[Stored dataset items]
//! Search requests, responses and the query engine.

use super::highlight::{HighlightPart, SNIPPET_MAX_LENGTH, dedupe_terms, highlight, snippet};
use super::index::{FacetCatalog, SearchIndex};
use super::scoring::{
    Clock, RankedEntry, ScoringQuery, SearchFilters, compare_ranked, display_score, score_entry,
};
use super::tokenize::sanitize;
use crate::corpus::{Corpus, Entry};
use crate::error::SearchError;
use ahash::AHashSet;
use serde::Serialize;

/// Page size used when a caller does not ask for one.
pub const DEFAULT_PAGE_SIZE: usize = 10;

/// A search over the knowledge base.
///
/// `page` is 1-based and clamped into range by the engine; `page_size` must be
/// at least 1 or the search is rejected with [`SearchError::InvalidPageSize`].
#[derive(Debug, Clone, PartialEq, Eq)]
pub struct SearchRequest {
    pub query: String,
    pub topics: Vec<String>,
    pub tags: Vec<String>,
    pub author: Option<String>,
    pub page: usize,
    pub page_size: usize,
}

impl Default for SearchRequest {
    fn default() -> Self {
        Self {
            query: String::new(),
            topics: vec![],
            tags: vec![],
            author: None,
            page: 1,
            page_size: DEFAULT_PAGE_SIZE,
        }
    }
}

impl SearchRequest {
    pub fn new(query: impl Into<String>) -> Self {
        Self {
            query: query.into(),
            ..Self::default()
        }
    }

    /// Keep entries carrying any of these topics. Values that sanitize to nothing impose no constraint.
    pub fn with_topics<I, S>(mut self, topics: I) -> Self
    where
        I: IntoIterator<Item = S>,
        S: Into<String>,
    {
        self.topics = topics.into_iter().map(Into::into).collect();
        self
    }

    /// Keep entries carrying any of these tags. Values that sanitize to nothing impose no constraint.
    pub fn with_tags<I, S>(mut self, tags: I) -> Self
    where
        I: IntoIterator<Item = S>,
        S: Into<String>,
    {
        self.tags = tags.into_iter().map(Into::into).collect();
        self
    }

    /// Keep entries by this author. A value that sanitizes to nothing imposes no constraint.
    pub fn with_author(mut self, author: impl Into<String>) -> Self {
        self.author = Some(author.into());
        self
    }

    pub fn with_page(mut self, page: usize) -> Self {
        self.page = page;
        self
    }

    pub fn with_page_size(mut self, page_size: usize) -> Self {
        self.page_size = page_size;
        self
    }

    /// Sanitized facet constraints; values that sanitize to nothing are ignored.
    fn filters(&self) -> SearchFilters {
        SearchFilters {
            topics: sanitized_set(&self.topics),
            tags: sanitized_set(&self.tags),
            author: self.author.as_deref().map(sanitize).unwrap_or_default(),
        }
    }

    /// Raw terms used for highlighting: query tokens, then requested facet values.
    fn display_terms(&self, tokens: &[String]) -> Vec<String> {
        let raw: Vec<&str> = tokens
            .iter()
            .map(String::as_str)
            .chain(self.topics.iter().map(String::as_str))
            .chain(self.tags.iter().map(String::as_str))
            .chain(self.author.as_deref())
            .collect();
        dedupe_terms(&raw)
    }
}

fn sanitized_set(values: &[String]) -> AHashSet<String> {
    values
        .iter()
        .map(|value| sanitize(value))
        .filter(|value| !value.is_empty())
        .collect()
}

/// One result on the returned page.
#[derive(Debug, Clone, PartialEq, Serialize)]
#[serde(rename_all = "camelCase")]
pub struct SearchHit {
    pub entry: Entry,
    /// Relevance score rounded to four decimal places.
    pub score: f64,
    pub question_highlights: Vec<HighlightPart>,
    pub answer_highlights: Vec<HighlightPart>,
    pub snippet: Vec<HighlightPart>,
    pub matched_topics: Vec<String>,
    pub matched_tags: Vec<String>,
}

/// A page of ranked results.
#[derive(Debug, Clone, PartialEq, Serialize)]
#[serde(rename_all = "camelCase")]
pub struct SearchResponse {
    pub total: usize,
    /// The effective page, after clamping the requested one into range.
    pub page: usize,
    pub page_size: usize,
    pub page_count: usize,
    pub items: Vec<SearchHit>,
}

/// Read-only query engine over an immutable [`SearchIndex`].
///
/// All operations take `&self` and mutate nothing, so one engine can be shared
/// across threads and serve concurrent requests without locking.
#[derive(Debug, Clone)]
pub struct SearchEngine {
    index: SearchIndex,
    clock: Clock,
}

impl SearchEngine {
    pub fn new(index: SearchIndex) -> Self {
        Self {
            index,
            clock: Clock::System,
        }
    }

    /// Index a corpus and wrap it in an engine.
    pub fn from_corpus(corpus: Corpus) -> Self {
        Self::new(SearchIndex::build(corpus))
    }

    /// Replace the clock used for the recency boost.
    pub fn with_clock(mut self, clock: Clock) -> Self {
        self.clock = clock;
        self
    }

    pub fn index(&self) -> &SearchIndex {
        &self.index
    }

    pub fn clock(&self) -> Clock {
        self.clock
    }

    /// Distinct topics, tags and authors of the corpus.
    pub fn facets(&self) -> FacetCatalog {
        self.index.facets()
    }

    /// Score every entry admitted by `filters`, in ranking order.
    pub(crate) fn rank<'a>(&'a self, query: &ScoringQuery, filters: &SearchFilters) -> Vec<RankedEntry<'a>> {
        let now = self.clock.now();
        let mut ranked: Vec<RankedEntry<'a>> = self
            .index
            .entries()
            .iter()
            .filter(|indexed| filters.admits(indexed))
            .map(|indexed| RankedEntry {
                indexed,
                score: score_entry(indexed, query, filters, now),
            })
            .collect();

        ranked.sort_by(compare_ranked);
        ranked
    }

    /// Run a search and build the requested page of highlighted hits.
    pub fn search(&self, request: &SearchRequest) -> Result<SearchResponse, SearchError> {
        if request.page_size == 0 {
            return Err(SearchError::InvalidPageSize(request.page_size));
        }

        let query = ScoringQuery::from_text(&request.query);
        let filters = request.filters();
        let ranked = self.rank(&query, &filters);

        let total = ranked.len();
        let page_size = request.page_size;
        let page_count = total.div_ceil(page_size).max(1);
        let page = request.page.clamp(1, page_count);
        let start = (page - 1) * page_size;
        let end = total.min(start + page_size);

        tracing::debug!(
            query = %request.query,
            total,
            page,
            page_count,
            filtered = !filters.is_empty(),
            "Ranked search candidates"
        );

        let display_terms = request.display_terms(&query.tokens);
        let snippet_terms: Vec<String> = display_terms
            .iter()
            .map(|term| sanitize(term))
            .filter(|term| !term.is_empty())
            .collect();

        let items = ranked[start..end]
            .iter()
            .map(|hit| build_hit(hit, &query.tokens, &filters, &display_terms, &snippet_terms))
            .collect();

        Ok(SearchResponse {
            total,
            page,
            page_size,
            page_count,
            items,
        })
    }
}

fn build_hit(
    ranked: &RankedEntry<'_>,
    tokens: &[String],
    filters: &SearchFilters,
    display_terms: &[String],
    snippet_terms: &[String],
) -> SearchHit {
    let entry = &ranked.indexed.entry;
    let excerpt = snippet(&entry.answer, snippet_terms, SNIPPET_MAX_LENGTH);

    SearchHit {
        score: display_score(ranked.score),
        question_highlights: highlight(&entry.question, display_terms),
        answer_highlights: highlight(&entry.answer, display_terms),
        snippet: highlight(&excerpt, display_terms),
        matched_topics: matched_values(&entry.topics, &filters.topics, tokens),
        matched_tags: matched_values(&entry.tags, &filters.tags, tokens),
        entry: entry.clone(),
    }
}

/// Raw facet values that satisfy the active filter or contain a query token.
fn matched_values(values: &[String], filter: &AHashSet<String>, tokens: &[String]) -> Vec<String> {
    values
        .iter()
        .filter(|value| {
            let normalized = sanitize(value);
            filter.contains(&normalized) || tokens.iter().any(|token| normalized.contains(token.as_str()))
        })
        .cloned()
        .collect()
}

▶ AIM OF THE EXERCISE: Retype each line above exactly as written.

▶ OUTPUT BELOW:
//! Search requests, responses and the query engine.

use super::highlight::{HighlightPart, SNIPPET_MAX_LENGTH, dedupe_terms, highlight, snippet};
use super::index::{FacetCatalog, SearchIndex};
use super::scoring::{
    Clock, RankedEntry, ScoringQuery, SearchFilters, compare_ranked, display_score, score_entry,
};
use super::tokenize::sanitize;
use crate::corpus::{Corpus, Entry};
use crate::error::SearchError;
use ahash::AHashSet;
use serde::Serialize;

/// Page size used when a caller does not ask for one.
pub const DEFAULT_PAGE_SIZE: usize = 10;

/// A search over the knowledge base.
///
/// `page` is 1-based and clamped into range by the engine; `page_size` must be
/// at least 1 or the search is rejected with [`SearchError::InvalidPageSize`].
#[derive(Debug, Clone, PartialEq, Eq)]
pub struct SearchRequest {
    pub query: String,
    pub topics: Vec<String>,
    pub tags: Vec<String>,
    pub author: Option<String>,
    pub page: usize,
    pub page_size: usize,
}

impl Default for SearchRequest {
    fn default() -> Self {
        Self {
            query: String::new(),
            topics: vec![],
            tags: vec![],
            author: None,
            page: 1,
            page_size: DEFAULT_PAGE_SIZE,
        }
    }
}

impl SearchRequest {
    pub fn new(query: impl Into<String>) -> Self {
        Self {
            query: query.into(),
            ..Self::default()
        }
    }

    /// Keep entries carrying any of these topics. Values that sanitize to nothing impose no constraint.
    pub fn with_topics<I, S>(mut self, topics: I) -> Self
    where
        I: IntoIterator<Item = S>,
        S: Into<String>,
    {
        self.topics = topics.into_iter().map(Into::into).collect();
        self
    }

    /// Keep entries carrying any of these tags. Values that sanitize to nothing impose no constraint.
    pub fn with_tags<I, S>(mut self, tags: I) -> Self
    where
        I: IntoIterator<Item = S>,
        S: Into<String>,
    {
        self.tags = tags.into_iter().map(Into::into).collect();
        self
    }

    /// Keep entries by this author. A value that sanitizes to nothing imposes no constraint.
    pub fn with_author(mut self, author: impl Into<String>) -> Self {
        self.author = Some(author.into());
        self
    }

    pub fn with_page(mut self, page: usize) -> Self {
        self.page = page;
        self
    }

    pub fn with_page_size(mut self, page_size: usize) -> Self {
        self.page_size = page_size;
        self
    }

    /// Sanitized facet constraints; values that sanitize to nothing are ignored.
    fn filters(&self) -> SearchFilters {
        SearchFilters {
            topics: sanitized_set(&self.topics),
            tags: sanitized_set(&self.tags),
            author: self.author.as_deref().map(sanitize).unwrap_or_default(),
        }
    }

    /// Raw terms used for highlighting: query tokens, then requested facet values.
    fn display_terms(&self, tokens: &[String]) -> Vec<String> {
        let raw: Vec<&str> = tokens
            .iter()
            .map(String::as_str)
            .chain(self.topics.iter().map(String::as_str))
            .chain(self.tags.iter().map(String::as_str))
            .chain(self.author.as_deref())
            .collect();
        dedupe_terms(&raw)
    }
}

fn sanitized_set(values: &[String]) -> AHashSet<String> {
    values
        .iter()
        .map(|value| sanitize(value))
        .filter(|value| !value.is_empty())
        .collect()
}

/// One result on the returned page.
#[derive(Debug, Clone, PartialEq, Serialize)]
#[serde(rename_all = "camelCase")]
pub struct SearchHit {
    pub entry: Entry,
    /// Relevance score rounded to four decimal places.
    pub score: f64,
    pub question_highlights: Vec<HighlightPart>,
    pub answer_highlights: Vec<HighlightPart>,
    pub snippet: Vec<HighlightPart>,
    pub matched_topics: Vec<String>,
    pub matched_tags: Vec<String>,
}

/// A page of ranked results.
#[derive(Debug, Clone, PartialEq, Serialize)]
#[serde(rename_all = "camelCase")]
pub struct SearchResponse {
    pub total: usize,
    /// The effective page, after clamping the requested one into range.
    pub page: usize,
    pub page_size: usize,
    pub page_count: usize,
    pub items: Vec<SearchHit>,
}

/// Read-only query engine over an immutable [`SearchIndex`].
///
/// All operations take `&self` and mutate nothing, so one engine can be shared
/// across threads and serve concurrent requests without locking.
#[derive(Debug, Clone)]
pub struct SearchEngine {
    index: SearchIndex,
    clock: Clock,
}

impl SearchEngine {
    pub fn new(index: SearchIndex) -> Self {
        Self {
            index,
            clock: Clock::System,
        }
    }

    /// Index a corpus and wrap it in an engine.
    pub fn from_corpus(corpus: Corpus) -> Self {
        Self::new(SearchIndex::build(corpus))
    }

    /// Replace the clock used for the recency boost.
    pub fn with_clock(mut self, clock: Clock) -> Self {
        self.clock = clock;
        self
    }

    pub fn index(&self) -> &SearchIndex {
        &self.index
    }

    pub fn clock(&self) -> Clock {
        self.clock
    }

    /// Distinct topics, tags and authors of the corpus.
    pub fn facets(&self) -> FacetCatalog {
        self.index.facets()
    }

    /// Score every entry admitted by `filters`, in ranking order.
    pub(crate) fn rank<'a>(&'a self, query: &ScoringQuery, filters: &SearchFilters) -> Vec<RankedEntry<'a>> {
        let now = self.clock.now();
        let mut ranked: Vec<RankedEntry<'a>> = self
            .index
            .entries()
            .iter()
            .filter(|indexed| filters.admits(indexed))
            .map(|indexed| RankedEntry {
                indexed,
                score: score_entry(indexed, query, filters, now),
            })
            .collect();

        ranked.sort_by(compare_ranked);
        ranked
    }

    /// Run a search and build the requested page of highlighted hits.
    pub fn search(&self, request: &SearchRequest) -> Result<SearchResponse, SearchError> {
        if request.page_size == 0 {
            return Err(SearchError::InvalidPageSize(request.page_size));
        }

        let query = ScoringQuery::from_text(&request.query);
        let filters = request.filters();
        let ranked = self.rank(&query, &filters);

        let total = ranked.len();
        let page_size = request.page_size;
        let page_count = total.div_ceil(page_size).max(1);
        let page = request.page.clamp(1, page_count);
        let start = (page - 1) * page_size;
        let end = total.min(start + page_size);

        tracing::debug!(
            query = %request.query,
            total,
            page,
            page_count,
            filtered = !filters.is_empty(),
            "Ranked search candidates"
        );

        let display_terms = request.display_terms(&query.tokens);
        let snippet_terms: Vec<String> = display_terms
            .iter()
            .map(|term| sanitize(term))
            .filter(|term| !term.is_empty())
            .collect();

        let items = ranked[start..end]
            .iter()
            .map(|hit| build_hit(hit, &query.tokens, &filters, &display_terms, &snippet_terms))
            .collect();

        Ok(SearchResponse {
            total,
            page,
            page_size,
            page_count,
            items,
        })
    }
}

fn build_hit(
    ranked: &RankedEntry<'_>,
    tokens: &[String],
    filters: &SearchFilters,
    display_terms: &[String],
    snippet_terms: &[String],
) -> SearchHit {
    let entry = &ranked.indexed.entry;
    let excerpt = snippet(&entry.answer, snippet_terms, SNIPPET_MAX_LENGTH);

    SearchHit {
        score: display_score(ranked.score),
        question_highlights: highlight(&entry.question, display_terms),
        answer_highlights: highlight(&entry.answer, display_terms),
        snippet: highlight(&excerpt, display_terms),
        matched_topics: matched_values(&entry.topics, &filters.topics, tokens),
        matched_tags: matched_values(&entry.tags, &filters.tags, tokens),
        entry: entry.clone(),
    }
}

/// Raw facet values that satisfy the active filter or contain a query token.
fn matched_values(values: &[String], filter: &AHashSet<String>, tokens: &[String]) -> Vec<String> {
    values
        .iter()
        .filter(|value| {
            let normalized = sanitize(value);
            filter.contains(&normalized) || tokens.iter().any(|token| normalized.contains(token.as_str()))
        })
        .cloned()
        .collect()
}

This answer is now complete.